Retracing the Path of a Meteor: Insights from Taiwan’s Seismic and Infrasound Networks
On December 5, 2013, a mysterious series of booms startled Tamsui residents in Taiwan. Using seismic and infrasound data, we uncovered the event’s origin—a meteor shockwave. This rare phenomenon allowed us to reconstruct the meteor’s trajectory and estimate its energy, highlighting the value of geophysical monitoring in studying atmospheric events.
On the evening of December 5, 2013, residents of Tamsui, a picturesque coastal town in northern Taiwan, reported hearing three loud, explosion-like sounds in quick succession. The source of these mysterious booms baffled everyone. Despite searches and speculation, no clear explanation emerged. However, as a researcher studying geophysical phenomena, I found these unexplained sounds deeply intriguing. This curiosity led to the research project that lead to our 2017 paper, “A meteor shockwave event recorded at seismic and infrasound stations in northern Taiwan.”
A Rare Opportunity
Meteor events like these are incredibly fascinating but rarely captured with sufficient data for thorough analysis. Fortunately, Taiwan’s robust network of seismic and infrasound stations recorded the event. We analyzed data from 12 seismic stations and 3 infrasound sensors, uncovering clear signals tied to the explosions. These signals exhibited a velocity of approximately 330 m/s, which indicated that the shockwaves propagated through the atmosphere, ruling out traditional seismic sources like earthquakes.
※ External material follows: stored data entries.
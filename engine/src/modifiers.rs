use serde::{Deserialize, Deserializer, Serialize};
use serde_json::Value;

use crate::clamp;
use crate::player::PlayerModifiers;

/// Stamina lost by the loser of a won exchange before any modifier layering.
pub const BASE_DAMAGE: i32 = 2;

/// Modifier deltas stay inside this band no matter what a save file says.
pub const MOD_MIN: i32 = -99;
pub const MOD_MAX: i32 = 99;

/// Per-enemy damage deltas, always in the delta representation.
#[derive(Debug, Clone, Copy, PartialEq, Eq, Default, Serialize, Deserialize)]
#[serde(rename_all = "camelCase", default)]
pub struct EnemyModifiers {
    /// Delta to the damage this enemy inflicts on the player.
    pub damage_dealt: i32,
    /// Delta to the damage this enemy takes from the player.
    pub damage_received: i32,
    /// Enemy-specific bonus stacked onto the player's outgoing damage.
    pub player_damage_bonus: i32,
    /// Enemy-specific bonus stacked onto the damage the player takes.
    pub player_damage_taken_bonus: i32,
}

impl EnemyModifiers {
    pub fn clamped(self) -> Self {
        Self {
            damage_dealt: clamp(self.damage_dealt, MOD_MIN, MOD_MAX),
            damage_received: clamp(self.damage_received, MOD_MIN, MOD_MAX),
            player_damage_bonus: clamp(self.player_damage_bonus, MOD_MIN, MOD_MAX),
            player_damage_taken_bonus: clamp(self.player_damage_taken_bonus, MOD_MIN, MOD_MAX),
        }
    }

    /// Wire form of these modifiers, tagged `mode: "delta"`.
    pub fn to_raw(&self) -> RawEnemyModifiers {
        RawEnemyModifiers {
            mode: Some("delta".to_string()),
            damage_dealt: Some(Value::from(self.damage_dealt)),
            damage_received: Some(Value::from(self.damage_received)),
            player_damage_bonus: Some(Value::from(self.player_damage_bonus)),
            player_damage_taken_bonus: Some(Value::from(self.player_damage_taken_bonus)),
        }
    }
}

/// Enemy modifiers as found in a save document.
///
/// `mode` selects the parser: `"delta"` is the current representation;
/// anything else is the pre-delta scheme where the two damage fields stored
/// the resulting damage rather than an adjustment. A one-time migration
/// path, not an ongoing dual-format contract.
#[derive(Debug, Clone, Default, Serialize, Deserialize)]
#[serde(rename_all = "camelCase", default)]
pub struct RawEnemyModifiers {
    pub mode: Option<String>,
    pub damage_dealt: Option<Value>,
    pub damage_received: Option<Value>,
    pub player_damage_bonus: Option<Value>,
    pub player_damage_taken_bonus: Option<Value>,
}

/// Convert either wire representation into delta form. Non-numeric or
/// missing fields default rather than error; save loading stays resilient
/// to hand-edited and legacy files.
pub fn normalize_enemy_modifiers(raw: &RawEnemyModifiers) -> EnemyModifiers {
    match raw.mode.as_deref() {
        Some("delta") => {
            let delta = |v: &Option<Value>| clamp(coerce_int(v).unwrap_or(0), MOD_MIN, MOD_MAX);
            EnemyModifiers {
                damage_dealt: delta(&raw.damage_dealt),
                damage_received: delta(&raw.damage_received),
                player_damage_bonus: delta(&raw.player_damage_bonus),
                player_damage_taken_bonus: delta(&raw.player_damage_taken_bonus),
            }
        }
        // Pre-delta saves stored the resulting damage; converting keeps the
        // stored combat balance. The player-bonus fields did not exist yet.
        _ => {
            let legacy = |v: &Option<Value>| {
                clamp(coerce_int(v).unwrap_or(BASE_DAMAGE), 0, MOD_MAX) - BASE_DAMAGE
            };
            EnemyModifiers {
                damage_dealt: legacy(&raw.damage_dealt),
                damage_received: legacy(&raw.damage_received),
                player_damage_bonus: 0,
                player_damage_taken_bonus: 0,
            }
        }
    }
}

/// Effective stamina loss for one exchange against this enemy, floored at
/// zero in both directions. The single source of truth for exchange damage;
/// combat resolution must not recompute these inline.
#[derive(Debug, Clone, Copy, PartialEq, Eq)]
pub struct DamageProfile {
    pub to_enemy: i32,
    pub to_player: i32,
}

pub fn damage_profile(enemy: &EnemyModifiers, player: &PlayerModifiers) -> DamageProfile {
    let to_enemy =
        (BASE_DAMAGE + enemy.damage_received + player.damage_done + enemy.player_damage_bonus)
            .max(0);
    let to_player =
        (BASE_DAMAGE + enemy.damage_dealt + player.damage_received + enemy.player_damage_taken_bonus)
            .max(0);
    DamageProfile { to_enemy, to_player }
}

/// Best-effort integer coercion for save-file values: numbers, numeric
/// strings, and fractional numbers (truncated) all count.
pub(crate) fn coerce_int(value: &Option<Value>) -> Option<i32> {
    match value.as_ref()? {
        Value::Number(n) => n
            .as_i64()
            .or_else(|| n.as_f64().map(|f| f.trunc() as i64))
            .map(narrow),
        Value::String(s) => {
            let s = s.trim();
            s.parse::<i64>()
                .ok()
                .or_else(|| s.parse::<f64>().ok().map(|f| f.trunc() as i64))
                .map(narrow)
        }
        _ => None,
    }
}

fn narrow(v: i64) -> i32 {
    v.clamp(i32::MIN as i64, i32::MAX as i64) as i32
}

/// Lenient deserializer for numeric save-file fields: anything coercible
/// becomes the number, everything else becomes 0.
pub(crate) fn de_lenient_int<'de, D>(deserializer: D) -> Result<i32, D::Error>
where
    D: Deserializer<'de>,
{
    let value = Option::<Value>::deserialize(deserializer)?;
    Ok(coerce_int(&value).unwrap_or(0))
}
The waveform characteristics we observed were distinct, bearing the signature of meteor-generated shockwaves. This realization set the stage for a deeper dive into reconstructing the meteor’s trajectory.
The waveforms record at the seismic (Red CWB; Blue BATS) and infrasound (Magenta IES) stations used in the study. (Source: Kumar et. al., 2017)
Reconstructing the Meteor’s Trajectory
Determining the meteor’s path required integrating innovative analytical methods. We used both a graphical method and a Genetic Algorithm (GA)-based optimization approach to precisely reconstruct its trajectory. This dual-method analysis allowed us to pinpoint the meteor’s termination point at coordinates 25.33°N, 121.26°E, roughly 20 kilometers offshore from Tamsui.
The trajectory parameters revealed that the meteor entered the atmosphere at a steep elevation angle of 70° and followed an azimuth of 303°—moving northwest. This high-elevation angle suggested a near-vertical descent, likely producing the distinctive sonic booms heard across Tamsui.
The time-compressed schematic of the meteor trajectory. (Source: Kumar et. al., 2017)
Estimating the Meteor’s Impact Energy
In addition to its path, we estimated the meteor’s energy. Using infrasound signal characteristics, specifically the signal period at maximum amplitude, we applied a scaling law originally developed for nuclear tests. The impact energy was calculated to be around joules, equivalent to a magnitude 4 earthquake. This corresponds to a meteor approximately 0.5 meters in diameter and an estimated pre-atmospheric mass of 250 kilograms.
Broader Implications
Our findings underscore the importance of integrated geophysical monitoring networks for capturing and analyzing atmospheric phenomena. The combination of seismic and infrasound data provided a comprehensive picture of this event, highlighting the potential for such networks to study other rare, high-energy atmospheric events.
This research also emphasizes the need for interdisciplinary methods. By combining geophysical techniques with optimization algorithms, we reconstructed a detailed picture of an event that lasted mere seconds but left a lasting impression.
Kumar, U., Chao, B. F., Hsieh, Y., & Chang, E. T. Y. (2017). A meteor shockwave event recorded at seismic and infrasound stations in northern Taiwan. Geoscience Letters, 4(1). https://doi.org/https://doi.org/10.1186/s40562-017-0079-2
Geophysicist | Geodesist | Seismologist | Open-source Developer
I am a geophysicist with a background in computational geophysics, currently working as a postdoctoral researcher at UC Berkeley. My research focuses on seismic data analysis, structural health monitoring, and understanding deep Earth structures. I have had the opportunity to work on diverse projects, from investigating building characteristics using smartphone data to developing 3D models of the Earth's mantle beneath the Yellowstone hotspot.
In addition to my research, I have experience in cloud computing, high-performance computing, and single-board computers, which I have applied in various projects. This includes working with platforms like AWS, GCP, Linode, DigitalOcean, as well as supercomputing environments such as STAMPEDE2, ANVIL, Savio and PERLMUTTER (and CORI). My work involves developing innovative solutions for structural health monitoring and advancing real-time seismic response analysis. I am committed to applying these skills to further research in computational seismology and structural health monitoring.